Entscheidungsstichwort (Thema)

Vertragsverletzung eines Mitgliedstaats. Zulässigkeit. Streitgegenstand. Zuständigkeit der nationalen Gerichte. Fehlender Klagegegenstand. Rechtssicherheit und berechtigtes Vertrauen der Projektträger. Richtlinie 85/337/EWG. Umweltverträglichkeitsprüfung bei bestimmten Projekten. Projekt ‚White City’. Projekt ‚Crystal Palace’. Projekte des Anhangs II der Richtlinie 85/337. Verpflichtung, die Projekte, bei denen mit erheblichen Auswirkungen auf die Umwelt zu rechnen ist, einer Prüfung zu unterziehen. Beweislast. Umsetzung der Richtlinie 85/337 in nationales Recht. Mehrstufige Genehmigung

 

Beteiligte

Kommission / Vereinigtes Königreich

Kommission der Europäischen Gemeinschaften

Vereinigtes Königreich Großbritannien und Nordirland

 

Tenor

1. Das Vereinigte Königreich Großbritannien und Nordirland hat dadurch gegen seine gemeinschaftsrechtlichen Verpflichtungen verstoßen, dass es die Artikel 2 Absatz 1 und 4 Absatz 2 der Richtlinie 85/337/EWG des Rates vom 27. Juni 1985 über die Umweltverträglichkeitsprüfung bei bestimmten öffentlichen und privaten Projekten in der durch die Richtlinie 97/11/EG des Rates vom 3. März 1997 geänderten Fassung durch die nationale Regelung, wonach beim Bauvorbescheid mit späterer Genehmigung der vorbehaltenen Punkte eine Prüfung nur während der ersten Stufe der Erteilung dieses Bescheids und nicht mehr während der späteren Stufe der Genehmigung der vorbehaltenen Punkte durchgeführt werden kann, nicht ordnungsgemäß in nationales Recht umgesetzt hat.
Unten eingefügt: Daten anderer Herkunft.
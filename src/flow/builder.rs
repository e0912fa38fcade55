//! Two-pass flow graph construction.
//!
//! Basic block boundaries can be forced by instructions occurring later in the
//! stream than the block they terminate (forward branches), so the stream
//! cannot be sliced in a single pass. [`FlowGraphBuilder`] therefore runs two
//! linear passes:
//!
//! 1. **Boundary discovery** collects every offset that must start a block:
//!    branch, `leave`, and switch targets, the offset following any control
//!    transfer, exception region boundaries, and offset 0. Registration is
//!    idempotent. All targets are validated against the instruction stream
//!    here, so the second pass cannot encounter a dangling offset.
//! 2. **Slicing and edge building** walks the stream again, closing the
//!    current block at each boundary and recording successor edges, with
//!    fallthrough edges synthesized wherever the closing instruction does not
//!    suppress fallthrough (unconditional transfers and `switch` do).

use std::collections::{HashMap, HashSet};

use crate::{
    flow::{BasicBlock, BlockId, FlowGraph},
    il::{FlowType, Instruction},
    method::ExceptionRegion,
    Error, Result,
};

/// Builds a [`FlowGraph`] from an instruction stream and its exception regions.
///
/// Construction is all-or-nothing: any malformed operand, dangling target, or
/// out-of-stream region boundary aborts the build and no partial graph is
/// returned. Each invocation owns its working buffers, so independent method
/// bodies can be built concurrently.
///
/// # Examples
///
/// ```rust
/// use cilflow::{FlowGraphBuilder, MethodBody};
///
/// // brtrue.s +1; ret; ret
/// let body = MethodBody::from_il(&[0x2D, 0x01, 0x2A, 0x2A], vec![])?;
/// let graph = FlowGraphBuilder::build(body.instructions().to_vec(), body.exception_regions())?;
/// assert_eq!(graph.block_count(), 3);
/// # Ok::<(), cilflow::Error>(())
/// ```
pub struct FlowGraphBuilder;

impl FlowGraphBuilder {
    /// Builds the flow graph, taking ownership of the instruction stream.
    ///
    /// The stream must be ordered with monotonically increasing offsets, as
    /// produced by [`decode_stream`](crate::il::decode_stream).
    ///
    /// # Errors
    ///
    /// - [`Error::Empty`] if the instruction stream has no instructions
    /// - [`Error::MalformedOperand`] if a branch or switch instruction does
    ///   not carry an operand of the expected shape
    /// - [`Error::InvalidTarget`] if a branch or switch target is not the
    ///   offset of an instruction in the stream
    /// - [`Error::InvalidRegion`] if an exception region boundary is not the
    ///   offset of an instruction (the exclusive `handler_end` may also equal
    ///   the end of the stream)
    pub fn build(instructions: Vec<Instruction>, regions: &[ExceptionRegion]) -> Result<FlowGraph> {
        let Some(last) = instructions.last() else {
            return Err(Error::Empty);
        };
        let end_offset = last.next_offset();
        let offsets: Vec<u32> = instructions.iter().map(|i| i.offset).collect();

        let (boundaries, roots) =
            Self::discover_boundaries(&instructions, regions, &offsets, end_offset)?;

        // Allocate one block per boundary, in stream order so ids follow offsets.
        let mut blocks: Vec<BasicBlock> = Vec::with_capacity(boundaries.len());
        let mut by_offset: HashMap<u32, BlockId> = HashMap::with_capacity(boundaries.len());
        for instruction in &instructions {
            if boundaries.contains(&instruction.offset) {
                by_offset.insert(instruction.offset, BlockId::new(blocks.len()));
                blocks.push(BasicBlock::placeholder(instruction.offset));
            }
        }

        let edges = Self::build_edges(&instructions, &mut blocks, &by_offset)?;

        let root_ids = roots
            .iter()
            .map(|offset| Self::lookup(&by_offset, *offset, *offset))
            .collect::<Result<Vec<BlockId>>>()?;

        Ok(FlowGraph::new(instructions, blocks, edges, by_offset, root_ids))
    }

    /// Pass 1: collects all block boundary offsets and the root offsets.
    ///
    /// Roots are ordered: entry offset first, then each region's handler start
    /// followed by its filter decision start, in region-list order, without
    /// duplicates.
    fn discover_boundaries(
        instructions: &[Instruction],
        regions: &[ExceptionRegion],
        offsets: &[u32],
        end_offset: u32,
    ) -> Result<(HashSet<u32>, Vec<u32>)> {
        let mut boundaries = HashSet::new();
        let mut roots = vec![offsets[0]];
        boundaries.insert(offsets[0]);

        for instruction in instructions {
            if instruction.flow_type.has_branch_target() {
                let target = instruction.branch_target()?;
                Self::check_target(offsets, instruction.offset, target)?;
                boundaries.insert(target);
            } else if instruction.flow_type == FlowType::Switch {
                for &target in instruction.switch_targets()? {
                    Self::check_target(offsets, instruction.offset, target)?;
                    boundaries.insert(target);
                }
            }

            // The instruction following any control transfer starts a block:
            // it is either reachable from two control paths or begins a region
            // not reachable by fallthrough at all.
            if instruction.flow_type.ends_block() && instruction.next_offset() != end_offset {
                boundaries.insert(instruction.next_offset());
            }
        }

        for region in regions {
            Self::check_region_offset(offsets, "try start", region.try_start())?;
            boundaries.insert(region.try_start());

            Self::check_region_offset(offsets, "handler start", region.handler_start())?;
            boundaries.insert(region.handler_start());
            if !roots.contains(&region.handler_start()) {
                roots.push(region.handler_start());
            }

            if let Some(filter_start) = region.filter_start() {
                Self::check_region_offset(offsets, "filter start", filter_start)?;
                boundaries.insert(filter_start);
                if !roots.contains(&filter_start) {
                    roots.push(filter_start);
                }
            }

            // handler_end is exclusive, so a handler running to the end of the
            // stream closes without materializing a block past the last
            // instruction.
            if region.handler_end() != end_offset {
                Self::check_region_offset(offsets, "handler end", region.handler_end())?;
                boundaries.insert(region.handler_end());
            }
        }

        Ok((boundaries, roots))
    }

    /// Pass 2: slices the stream at the discovered boundaries and records
    /// successor edges per block.
    ///
    /// Returns the shared edge storage; each block's `successors` range points
    /// into it. Successor lists are deduplicated with first occurrence winning.
    fn build_edges(
        instructions: &[Instruction],
        blocks: &mut [BasicBlock],
        by_offset: &HashMap<u32, BlockId>,
    ) -> Result<Vec<BlockId>> {
        let mut edges: Vec<BlockId> = Vec::new();
        let mut current = BlockId::new(0);
        let mut instr_start = 0;
        let mut edge_start = 0;
        let mut no_fallthrough = false;

        for (index, instruction) in instructions.iter().enumerate() {
            if let Some(&block) = by_offset.get(&instruction.offset) {
                if block != current {
                    if !no_fallthrough && !edges[edge_start..].contains(&block) {
                        edges.push(block);
                    }
                    blocks[current.index()].instructions = instr_start..index;
                    blocks[current.index()].successors = edge_start..edges.len();
                    current = block;
                    instr_start = index;
                    edge_start = edges.len();
                }
            }

            no_fallthrough = instruction.flow_type.suppresses_fallthrough();

            if instruction.flow_type.has_branch_target() {
                let target =
                    Self::lookup(by_offset, instruction.offset, instruction.branch_target()?)?;
                if !edges[edge_start..].contains(&target) {
                    edges.push(target);
                }
            } else if instruction.flow_type == FlowType::Switch {
                for &offset in instruction.switch_targets()? {
                    let target = Self::lookup(by_offset, instruction.offset, offset)?;
                    // A repeated case label means the remaining table entries
                    // are already covered; stop rather than rescan.
                    if edges[edge_start..].contains(&target) {
                        break;
                    }
                    edges.push(target);
                }
            }
        }

        blocks[current.index()].instructions = instr_start..instructions.len();
        blocks[current.index()].successors = edge_start..edges.len();

        Ok(edges)
    }

    /// Validates that `target` is the offset of an instruction in the stream.
    ///
    /// `offsets` is sorted because the stream is offset-increasing, so a
    /// binary search suffices.
    fn check_target(offsets: &[u32], offset: u32, target: u32) -> Result<()> {
        if offsets.binary_search(&target).is_ok() {
            Ok(())
        } else {
            Err(Error::InvalidTarget { offset, target })
        }
    }

    fn check_region_offset(offsets: &[u32], what: &str, boundary: u32) -> Result<()> {
        if offsets.binary_search(&boundary).is_ok() {
            Ok(())
        } else {
            Err(Error::InvalidRegion(format!(
                "{what} IL_{boundary:04X} is not an instruction offset"
            )))
        }
    }

    fn lookup(by_offset: &HashMap<u32, BlockId>, offset: u32, target: u32) -> Result<BlockId> {
        by_offset
            .get(&target)
            .copied()
            .ok_or(Error::InvalidTarget { offset, target })
    }
}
2. Im Übrigen wird die Klage abgewiesen.

3. Die Kommission der Europäischen Gemeinschaften und das Vereinigte Königreich Großbritannien und Nordirland tragen ihre eigenen Kosten.

 

Tatbestand

In der Rechtssache

betreffend eine Vertragsverletzungsklage nach Artikel 226 EG, eingereicht am 1. Dezember 2003,

Kommission der Europäischen Gemeinschaften, vertreten durch F. Simonetti und X. Lewis als Bevollmächtigte,

Klägerin,

gegen

Vereinigtes Königreich Großbritannien und Nordirland, vertreten durch K. Manji als Bevollmächtigten im Beistand von D. Elvin, QC, und J. Maurici, Barrister,

Beklagter,

erlässt

DER GERICHTSHOF (Erste Kammer)

unter Mitwirkung des Kammerpräsidenten P. Jann (Berichterstatter), des Richters K. Schiemann, der Richterin N. Colneric sowie der Richter E. Juhász und E. Levits,

Generalanwalt: P. Léger,

Kanzler: L. Hewlett, Hauptverwaltungsrätin,

aufgrund des schriftlichen Verfahrens und auf die mündliche Verhandlung vom 22. Juni 2005,

aufgrund des nach Anhörung des Generalanwalts ergangenen Beschlusses, ohne Schlussanträge über die Rechtssache zu entscheiden,

folgendes

Urteil

 

Entscheidungsgründe

1 Mit ihrer Klageschrift beantragt die Kommission, festzustellen,

  • dass das Vereinigte Königreich Großbritannien und Nordirland dadurch gegen seine Verpflichtungen aus der Richtlinie 85/337/EWG des Rates vom 27. Juni 1985 über die Umweltverträglichkeitsprüfung bei bestimmten öffentlichen und privaten Projekten (ABl. L 175, S. 40) verstoßen hat, dass es die Artikel 2 Absatz 1 und 4 Absatz 2 dieser Richtlinie auf die Städtebauprojekte in White City und Crystal Palace, die unter Punkt 10 Buchstabe b des Anhangs II der Richtlinie fallen, falsch angewandt hat;
  • dass dieser Mitgliedstaat dadurch gegen seine Verpflichtungen aus der Richtlinie 85/337 in der durch die Richtlinie 97/11/EG des Rates vom 3. März 1997 (ABl. L 73, S. 5) geänderten Fassung (im Folgenden: Richtlinie 85/337 in der geänderten Fassung) verstoßen hat, dass er nicht für die richtige Anwendung der Artikel 2 Absatz 1, 4 Absatz 2, 5 Absatz 2 und 8 dieser Richtlinie für den Fall gesorgt hat, dass die Baugenehmigung in einem mehrstufigen Genehmigungsverfahren erteilt wird.

Rechtlicher Rahmen

Gemeinschaftsrecht

2 Mit der Richtlinie 85/337 sollen nach ihrer fünften Begründungserwägung zur Ergänzung und Koordinierung der Genehmigungsverfahren für öffentliche und private Projekte, die möglicherweise Auswirkungen auf die Umwelt haben, allgemeine Grundsätze für Umweltverträglichkeitsprüfungen aufgestellt werden.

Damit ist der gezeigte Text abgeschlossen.